use anyhow::{Context, Result};
use rusqlite::{params, Connection};
use sha2::{Digest, Sha256};
use std::path::Path;

use crate::models::{Article, Summary};

/// SQLite-backed article history. Its main job is deduplication: an
/// article URL seen in a previous run never re-enters a digest.
pub struct ArticleDatabase {
    conn: Connection,
}

impl ArticleDatabase {
    pub fn open(path: &Path) -> Result<Self> {
        let conn = Connection::open(path)
            .with_context(|| format!("Failed to open database: {}", path.display()))?;
        Self::init(conn)
    }

    /// In-memory database, used by tests and `--no-db` dry runs.
    pub fn open_in_memory() -> Result<Self> {
        let conn = Connection::open_in_memory().context("Failed to open in-memory database")?;
        Self::init(conn)
    }

    fn init(conn: Connection) -> Result<Self> {
        conn.execute_batch(
            "CREATE TABLE IF NOT EXISTS articles (
                id INTEGER PRIMARY KEY AUTOINCREMENT,
                url TEXT UNIQUE NOT NULL,
                url_hash TEXT UNIQUE NOT NULL,
                title TEXT NOT NULL,
                summary TEXT,
                source TEXT NOT NULL,
                published TEXT,
                created_at TEXT DEFAULT CURRENT_TIMESTAMP
            );
            CREATE INDEX IF NOT EXISTS idx_url_hash ON articles(url_hash);
            CREATE INDEX IF NOT EXISTS idx_source ON articles(source);
            CREATE INDEX IF NOT EXISTS idx_published ON articles(published DESC);",
        )
        .context("Failed to initialize database schema")?;

        Ok(Self { conn })
    }

    /// Insert an article, returning false when its URL was already
    /// recorded.
    pub fn insert_article(&self, article: &Article, summary: Option<&Summary>) -> Result<bool> {
        let url_hash = hash_url(&article.url);
        let summary_text = summary.map(|s| s.summary.as_str());

        let result = self.conn.execute(
            "INSERT INTO articles (url, url_hash, title, summary, source, published)
             VALUES (?1, ?2, ?3, ?4, ?5, ?6)",
            params![
                article.url,
                url_hash,
                article.title,
                summary_text,
                article.source,
                article.published.to_rfc3339(),
            ],
        );

        match result {
            Ok(_) => Ok(true),
            Err(rusqlite::Error::SqliteFailure(e, _))
                if e.code == rusqlite::ErrorCode::ConstraintViolation =>
            {
                Ok(false)
            }
            Err(e) => Err(e).context("Failed to insert article"),
        }
    }

    pub fn contains(&self, url: &str) -> Result<bool> {
        let url_hash = hash_url(url);
        let mut stmt = self
            .conn
            .prepare("SELECT 1 FROM articles WHERE url_hash = ?1")
            .context("Failed to prepare lookup")?;
        let exists = stmt
            .exists(params![url_hash])
            .context("Failed to query article")?;
        Ok(exists)
    }

    /// Titles and sources of the most recently recorded articles, newest
    /// first.
    pub fn recent(&self, limit: usize) -> Result<Vec<(String, String)>> {
        let mut stmt = self
            .conn
            .prepare(
                "SELECT title, source FROM articles
                 ORDER BY created_at DESC, id DESC LIMIT ?1",
            )
            .context("Failed to prepare recent query")?;

        let rows = stmt
            .query_map(params![limit as i64], |row| {
                Ok((row.get::<_, String>(0)?, row.get::<_, String>(1)?))
            })
            .context("Failed to query recent articles")?;

        let mut results = Vec::new();
        for row in rows {
            results.push(row.context("Failed to read row")?);
        }
        Ok(results)
    }

    /// Delete history older than the retention window. Returns the number
    /// of rows removed.
    pub fn prune(&self, retention_days: i64) -> Result<usize> {
        let removed = self
            .conn
            .execute(
                "DELETE FROM articles
                 WHERE created_at < datetime('now', ?1)",
                params![format!("-{retention_days} days")],
            )
            .context("Failed to prune history")?;
        Ok(removed)
    }

    pub fn count(&self) -> Result<usize> {
        let count: i64 = self
            .conn
            .query_row("SELECT COUNT(*) FROM articles", [], |row| row.get(0))
            .context("Failed to count articles")?;
        Ok(count as usize)
    }
}

fn hash_url(url: &str) -> String {
    let mut hasher = Sha256::new();
    hasher.update(url.as_bytes());
    format!("{:x}", hasher.finalize())
}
☆ ☆ ☆ ☆ ☆ ☆ ☆
_What the task requires_: Look back at the entries above. Retype the line with "Err(rusqlite::Error::SqliteFailure(e, _))", the line with "let exists = stmt", and all lines in between.

_Answer box_:
            Err(rusqlite::Error::SqliteFailure(e, _))
                if e.code == rusqlite::ErrorCode::ConstraintViolation =>
            {
                Ok(false)
            }
            Err(e) => Err(e).context("Failed to insert article"),
        }
    }

    pub fn contains(&self, url: &str) -> Result<bool> {
        let url_hash = hash_url(url);
        let mut stmt = self
            .conn
            .prepare("SELECT 1 FROM articles WHERE url_hash = ?1")
            .context("Failed to prepare lookup")?;
        let exists = stmt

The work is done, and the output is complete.